In the fall of 1944 Maria took the cashmere and argyle to Kerr's Department Store in Beverly Hills, showed them to the buyer, and, as Maria recounts in The Accidental Caregiver, "He said five words any salesman would dream of hearing: "How many may we buy?"[13]
Postwar life in the US
With Maria and Fritz as the primary "boots on the ground" in California, the cashmere business started in North America in 1947; Bernhard subsequently opened a factory in Texas. By 1951 it was reported that one in every three cashmere sweaters sold in America came from Altmann's Texas mill.
Altmann also produced clothes in Shetland wool, vicuña and a lambswool/fur fibre blend called "Bernamere". A 1960s advertising tagline for the company ran: "The Legend of a Great Knitter."[14]

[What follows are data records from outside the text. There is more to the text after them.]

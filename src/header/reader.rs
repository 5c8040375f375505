//! Header parsing.

use super::lexer::{Namelist, find_end, parse_namelist};
use super::namelist::apply;
use crate::config;
use crate::error::{IoContext, Result, SddsError};
use crate::io::SddsReader;
use crate::io::endian::ByteOrder;
use crate::layout::{ArrayDefinition, DataEncoding, Layout, SDDS_VERSION};
use regex::Regex;
use std::path::{Path, PathBuf};
use std::sync::LazyLock;

static BANNER: LazyLock<Regex> =
    LazyLock::new(|| Regex::new(r"^SDDS(\d+)\s*$").expect("valid banner pattern"));

/// Check the `SDDS<n>` banner line.
pub fn check_banner(line: &str) -> Result<u32> {
    let caps = BANNER
        .captures(line.trim_end())
        .ok_or_else(|| SddsError::parse("not an SDDS file: missing SDDS<n> banner"))?;
    let version: u32 = caps[1]
        .parse()
        .map_err(|_| SddsError::parse(format!("bad SDDS banner \"{line}\"")))?;
    if version != SDDS_VERSION {
        return Err(SddsError::unsupported(format!(
            "unsupported SDDS protocol version {version} (only {SDDS_VERSION} is supported)"
        )));
    }
    Ok(version)
}

/// Read a header from the start of `reader` and leave it positioned at the
/// first page.
pub fn read_header(reader: &mut SddsReader) -> Result<Layout> {
    let origin = reader
        .path()
        .map_or_else(|| "<stream>".to_string(), |p| p.display().to_string());
    let banner = reader
        .read_line()
        .io_context(|| format!("read header of {origin}"))?
        .ok_or_else(|| SddsError::parse(format!("{origin} is empty")))?;
    check_banner(&banner)?;

    let base = reader.path().and_then(Path::parent).map(Path::to_path_buf);
    let mut parser = HeaderParser::default();
    if !parser.consume(reader, &origin, base.as_deref(), 0)? {
        return Err(SddsError::parse(format!("{origin}: header ends without &data")));
    }
    let layout = parser.finish()?;

    if layout.data_mode.encoding == DataEncoding::Ascii {
        for _ in 0..layout.data_mode.additional_header_lines.max(0) {
            if reader
                .read_line()
                .io_context(|| format!("read header of {origin}"))?
                .is_none()
            {
                break;
            }
        }
    }
    tracing::debug!(
        source = %origin,
        parameters = layout.parameters.len(),
        columns = layout.columns.len(),
        arrays = layout.arrays.len(),
        mode = layout.data_mode.encoding.name(),
        "read header"
    );
    Ok(layout)
}

#[derive(Default)]
struct HeaderParser {
    layout: Layout,
    declared_order: Option<ByteOrder>,
    fixed_row_count: bool,
}

impl HeaderParser {
    /// Feed lines until `&data` (true) or end of input (false).
    fn consume(
        &mut self,
        reader: &mut SddsReader,
        origin: &str,
        base: Option<&Path>,
        depth: usize,
    ) -> Result<bool> {
        let mut pending = String::new();
        while let Some(line) = reader
            .read_line()
            .io_context(|| format!("read header of {origin}"))?
        {
            if pending.is_empty() {
                let trimmed = line.trim_start();
                if trimmed.is_empty() {
                    continue;
                }
                if line.starts_with('!') || trimmed.starts_with('#') {
                    self.declaration(&line);
                    continue;
                }
            }
            pending.push_str(&line);
            pending.push('\n');
            while let Some(end) = find_end(&pending) {
                let namelist = parse_namelist(&pending[..end + 4])?;
                pending = pending[end + 4..].trim_start().to_string();
                if self.namelist(&namelist, base, depth)? {
                    return Ok(true);
                }
            }
        }
        if !pending.trim().is_empty() {
            return Err(SddsError::parse(format!(
                "{origin}: unterminated namelist \"{}\"",
                pending.trim()
            )));
        }
        Ok(false)
    }

    fn declaration(&mut self, line: &str) {
        let rest = line.strip_prefix('!').unwrap_or(line).trim_start();
        let Some(word) = rest.strip_prefix('#') else {
            return;
        };
        match word.trim().to_ascii_lowercase().as_str() {
            "big-endian" => self.declared_order = Some(ByteOrder::BigEndian),
            "little-endian" => self.declared_order = Some(ByteOrder::LittleEndian),
            "sddsfixedrowcount" | "fixed-rowcount" => self.fixed_row_count = true,
            _ => {}
        }
    }

    fn namelist(&mut self, namelist: &Namelist, base: Option<&Path>, depth: usize) -> Result<bool> {
        let layout = &mut self.layout;
        match namelist.kind.as_str() {
            "description" => layout.description = apply(namelist)?,
            "parameter" => {
                layout.parameters.push(apply(namelist)?)?;
            }
            "column" => {
                layout.columns.push(apply(namelist)?)?;
            }
            "array" => {
                let array: ArrayDefinition = apply(namelist)?;
                if array.dimensions < 1 {
                    return Err(SddsError::parse(format!(
                        "array {} declares {} dimensions",
                        array.name, array.dimensions
                    )));
                }
                layout.arrays.push(array)?;
            }
            "associate" => {
                layout.associates.push(apply(namelist)?)?;
            }
            "data" => {
                layout.data_mode = apply(namelist)?;
                return Ok(true);
            }
            "include" => return self.include(namelist, base, depth),
            other => {
                return Err(SddsError::parse(format!("unknown namelist kind &{other}")));
            }
        }
        Ok(false)
    }

    fn include(&mut self, namelist: &Namelist, base: Option<&Path>, depth: usize) -> Result<bool> {
        let mut filename = None;
        for (key, value) in &namelist.fields {
            match key.as_str() {
                "filename" => filename = Some(value.as_str()),
                other => {
                    return Err(SddsError::parse(format!(
                        "&include does not accept the field \"{other}\""
                    )));
                }
            }
        }
        let filename =
            filename.ok_or_else(|| SddsError::parse("&include is missing the field filename"))?;
        let limit = config::current().max_include_depth;
        if depth >= limit {
            return Err(SddsError::parse(format!(
                "&include of {filename} exceeds the nesting limit of {limit}"
            )));
        }
        let path = resolve_include(filename, base);
        tracing::debug!(path = %path.display(), depth = depth + 1, "including header");
        let mut reader = SddsReader::open(&path)?;
        let origin = path.display().to_string();
        // an included file may carry its own banner
        if let Some(first) = reader
            .read_line()
            .io_context(|| format!("read header of {origin}"))?
        {
            if BANNER.is_match(first.trim_end()) {
                check_banner(&first)?;
            } else {
                reader = SddsReader::open(&path)?;
            }
        }
        let nested_base = path.parent().map(Path::to_path_buf);
        self.consume(&mut reader, &origin, nested_base.as_deref(), depth + 1)
    }

    fn finish(self) -> Result<Layout> {
        let mut layout = self.layout;
        let mode = &mut layout.data_mode;
        mode.byte_order = mode.byte_order.or(self.declared_order);
        mode.fixed_row_count |= self.fixed_row_count;
        if mode.encoding == DataEncoding::Binary && mode.no_row_counts {
            return Err(SddsError::parse("binary data cannot omit row counts"));
        }
        Ok(layout)
    }
}

fn resolve_include(filename: &str, base: Option<&Path>) -> PathBuf {
    let candidate = Path::new(filename);
    if candidate.is_absolute() {
        return candidate.to_path_buf();
    }
    if let Some(dir) = base {
        let joined = dir.join(candidate);
        if joined.exists() {
            return joined;
        }
    }
    candidate.to_path_buf()
}
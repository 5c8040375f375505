//! Test support for code that reads and writes SDDS files.
//!
//! - **Assertions**: float slice comparison and error-kind checks
//! - **Fixtures**: sample layouts and ready-made files in both encodings
//! - [`TestDir`]: a temporary directory that hands out file paths
//!
//! ```
//! use sdds::testing::{write_xy_file, TestDir, assert_f64_slices_close};
//! use sdds::dataset::Dataset;
//! use sdds::layout::DataEncoding;
//!
//! # fn main() -> anyhow::Result<()> {
//! let dir = TestDir::new()?;
//! let path = dir.file("xy.sdds");
//! write_xy_file(&path, DataEncoding::Binary, &[(1.0, 2.0), (3.0, 4.0)])?;
//!
//! let mut input = Dataset::initialize_input(Some(&path))?;
//! input.read_page()?;
//! assert_f64_slices_close(&input.get_column_in_doubles("x")?, &[1.0, 3.0], 0.0);
//! # Ok(())
//! # }
//! ```

pub mod assertions;
pub mod fixtures;

pub use assertions::*;
pub use fixtures::*;

use std::path::{Path, PathBuf};
use tempfile::TempDir;

/// A temporary directory removed on drop.
#[derive(Debug)]
pub struct TestDir {
    dir: TempDir,
}

impl TestDir {
    pub fn new() -> std::io::Result<Self> {
        Ok(Self {
            dir: tempfile::tempdir()?,
        })
    }

    /// Path of `name` inside the directory; the file is not created.
    #[must_use]
    pub fn file(&self, name: &str) -> PathBuf {
        self.dir.path().join(name)
    }

    #[must_use]
    pub fn path(&self) -> &Path {
        self.dir.path()
    }
}
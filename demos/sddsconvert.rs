//! Convert an SDDS file between ASCII and binary data modes.
//!
//! Demonstrates:
//! - Copying a layout with `initialize_copy`
//! - Streaming pages with `read_page` / `copy_page`
//! - Column selection before the copy
//! - Reporting failures through the error stack
//!
//! Run with: cargo run --example sddsconvert -- <input> <output> [ascii|binary] [column patterns...]

use anyhow::{Context, Result, bail};
use sdds::error_stack::{self, PrintMode};
use sdds::{ColumnSelector, DataEncoding, Dataset, Logic};
use std::path::PathBuf;

struct Args {
    input: PathBuf,
    output: PathBuf,
    encoding: Option<DataEncoding>,
    columns: Vec<String>,
}

fn parse_args() -> Result<Args> {
    let mut args = std::env::args().skip(1);
    let (Some(input), Some(output)) = (args.next(), args.next()) else {
        bail!("usage: sddsconvert <input> <output> [ascii|binary] [column patterns...]");
    };
    let mut encoding = None;
    let mut columns = Vec::new();
    for arg in args {
        match arg.as_str() {
            "ascii" if encoding.is_none() => encoding = Some(DataEncoding::Ascii),
            "binary" if encoding.is_none() => encoding = Some(DataEncoding::Binary),
            _ => columns.push(arg),
        }
    }
    Ok(Args {
        input: input.into(),
        output: output.into(),
        encoding,
        columns,
    })
}

fn convert(args: &Args) -> Result<usize> {
    let mut input = Dataset::initialize_input(Some(&args.input))
        .with_context(|| format!("opening {}", args.input.display()))?;
    if !args.columns.is_empty() {
        input.set_columns_of_interest(
            &ColumnSelector::Matching(args.columns[0].clone()),
            Logic::REPLACE,
        )?;
        for pattern in &args.columns[1..] {
            input.set_columns_of_interest(&ColumnSelector::Matching(pattern.clone()), Logic::OR)?;
        }
        println!("📋 Keeping columns: {}", input.columns_of_interest().join(", "));
    }

    let mut output = Dataset::initialize_copy(&input, Some(&args.output), args.encoding)
        .with_context(|| format!("creating {}", args.output.display()))?;
    output.write_layout()?;

    let mut pages = 0;
    while let Some(page) = input.read_page()? {
        output.copy_page(&input)?;
        output.write_page()?;
        println!("  page {page}: {} rows", output.rows_written());
        pages += 1;
    }
    output.terminate()?;
    input.terminate()?;
    Ok(pages)
}

fn main() -> Result<()> {
    error_stack::register_program_name("sddsconvert");
    let args = parse_args()?;
    println!(
        "🔄 {} -> {} ({})",
        args.input.display(),
        args.output.display(),
        args.encoding.map_or("same mode", DataEncoding::name)
    );
    match convert(&args) {
        Ok(pages) => {
            println!("✅ Converted {pages} pages");
            Ok(())
        }
        Err(e) => {
            error_stack::print_errors(PrintMode::VERBOSE);
            Err(e)
        }
    }
}
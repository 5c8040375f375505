//! Typed errors for every fallible SDDS operation.
//!
//! Each [`SddsError`] belongs to one [`ErrorKind`]. Constructing an error
//! through one of the helper constructors (or converting an [`io::Error`])
//! also records its message on the thread's error stack, so command-line
//! front-ends can print the whole chain with
//! [`print_errors`](crate::error_stack::print_errors) the way SDDS tools
//! always have.
//!
//! ```
//! use sdds::error::{ErrorKind, SddsError};
//! use sdds::error_stack;
//!
//! error_stack::clear_errors();
//! let err = SddsError::schema("column x already exists");
//! assert_eq!(err.kind(), ErrorKind::Schema);
//! assert_eq!(error_stack::error_count(), 1);
//! ```

use crate::error_stack;
use std::io;
use thiserror::Error;

/// Result alias used throughout the crate.
pub type Result<T> = std::result::Result<T, SddsError>;

/// Coarse error category.
#[derive(Clone, Copy, Debug, PartialEq, Eq, Hash)]
pub enum ErrorKind {
    /// Malformed header or page text.
    Parse,
    /// Invalid or conflicting definitions.
    Schema,
    /// Failure reported by the operating system or a compression stream.
    Io,
    /// Call made in the wrong lifecycle state.
    Protocol,
    /// Row, index or dimension out of range.
    Bounds,
    /// Valid request the current stream or mode cannot honour.
    Unsupported,
    /// The file is held by another appender.
    Locked,
    /// The dataset was invalidated by an earlier fatal error.
    Inactive,
}

/// Error type for the SDDS runtime.
#[derive(Error, Debug)]
pub enum SddsError {
    /// Malformed header, namelist or page text.
    #[error("parse error: {0}")]
    Parse(String),

    /// Name collisions, invalid names, type mismatches and edits after the
    /// layout was written.
    #[error("schema error: {0}")]
    Schema(String),

    /// I/O failure with the operation that triggered it.
    #[error("{context}: {source}")]
    Io {
        context: String,
        #[source]
        source: io::Error,
    },

    /// Lifecycle violation, e.g. setting data before `start_page`.
    #[error("protocol error: {0}")]
    Protocol(String),

    /// Negative or too-large row index, bad array dimensions.
    #[error("out of bounds: {0}")]
    Bounds(String),

    /// Requested operation is not possible on this stream or mode.
    #[error("unsupported: {0}")]
    Unsupported(String),

    /// The lock sidecar for the file exists.
    #[error("file is locked: {0}")]
    Locked(String),

    /// The dataset hit a fatal error earlier and can no longer be used.
    #[error("dataset is inactive: {0}")]
    Inactive(String),
}

impl SddsError {
    fn record(self) -> Self {
        error_stack::push_error(self.to_string());
        self
    }

    pub fn parse(msg: impl Into<String>) -> Self {
        Self::Parse(msg.into()).record()
    }

    pub fn schema(msg: impl Into<String>) -> Self {
        Self::Schema(msg.into()).record()
    }

    pub fn protocol(msg: impl Into<String>) -> Self {
        Self::Protocol(msg.into()).record()
    }

    pub fn bounds(msg: impl Into<String>) -> Self {
        Self::Bounds(msg.into()).record()
    }

    pub fn unsupported(msg: impl Into<String>) -> Self {
        Self::Unsupported(msg.into()).record()
    }

    pub fn locked(msg: impl Into<String>) -> Self {
        Self::Locked(msg.into()).record()
    }

    pub fn inactive(msg: impl Into<String>) -> Self {
        Self::Inactive(msg.into()).record()
    }

    /// Wrap an I/O error with a short description of what was being done.
    pub fn io(context: impl Into<String>, source: io::Error) -> Self {
        Self::Io {
            context: context.into(),
            source,
        }
        .record()
    }

    #[must_use]
    pub fn kind(&self) -> ErrorKind {
        match self {
            Self::Parse(_) => ErrorKind::Parse,
            Self::Schema(_) => ErrorKind::Schema,
            Self::Io { .. } => ErrorKind::Io,
            Self::Protocol(_) => ErrorKind::Protocol,
            Self::Bounds(_) => ErrorKind::Bounds,
            Self::Unsupported(_) => ErrorKind::Unsupported,
            Self::Locked(_) => ErrorKind::Locked,
            Self::Inactive(_) => ErrorKind::Inactive,
        }
    }

    /// True when the error came from a short read at end of file.
    #[must_use]
    pub fn is_unexpected_eof(&self) -> bool {
        matches!(self, Self::Io { source, .. } if source.kind() == io::ErrorKind::UnexpectedEof)
    }
}

impl From<io::Error> for SddsError {
    fn from(source: io::Error) -> Self {
        Self::io("I/O error", source)
    }
}

/// Attach context to an [`io::Result`], mirroring `anyhow::Context`.
pub trait IoContext<T> {
    fn io_context<C, F>(self, f: F) -> Result<T>
    where
        C: Into<String>,
        F: FnOnce() -> C;
}

impl<T> IoContext<T> for io::Result<T> {
    fn io_context<C, F>(self, f: F) -> Result<T>
    where
        C: Into<String>,
        F: FnOnce() -> C,
    {
        self.map_err(|e| SddsError::io(f(), e))
    }
}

^"Collection: Bernhard Altmann Family Collection | The Center for Jewish History ArchivesSpace". archives.cjh.org. Archived from the original on 22 October 2020. Retrieved 1 May 2021. He entered the Viennese textile business in 1915. In 1919 he established his first company, which expanded in Vienna itself as well as in other locations, among them Moscow, Paris and Liverpool. The company had grown to more than 1000 employees by the time it was "Aryanized" in 1938. Bernhard Altmann, who fled to Liverpool via Paris in 1938, supported several family members in escaping Vienna in 1938, among them his wife Nelly as well as his brothers Max with his wife and child, his brother Julius and his brother Fritz with his wife Maria.
^"Altmann v. Comm'r of Internal Revenue, 20 T.C. 236 | Casetext Search + Citator". casetext.com. Retrieved 1 May 2021. Petitioner lost his textile plant and the realty in Vienna in 1938 when it was confiscated under Nazi decree during the Anschluss. In 1945, the plant was looted at various times and machinery and merchandise was taken. In 1947, petitioner instituted legal proceedings before the Austrian Restitution Commission to have title to the plant restored.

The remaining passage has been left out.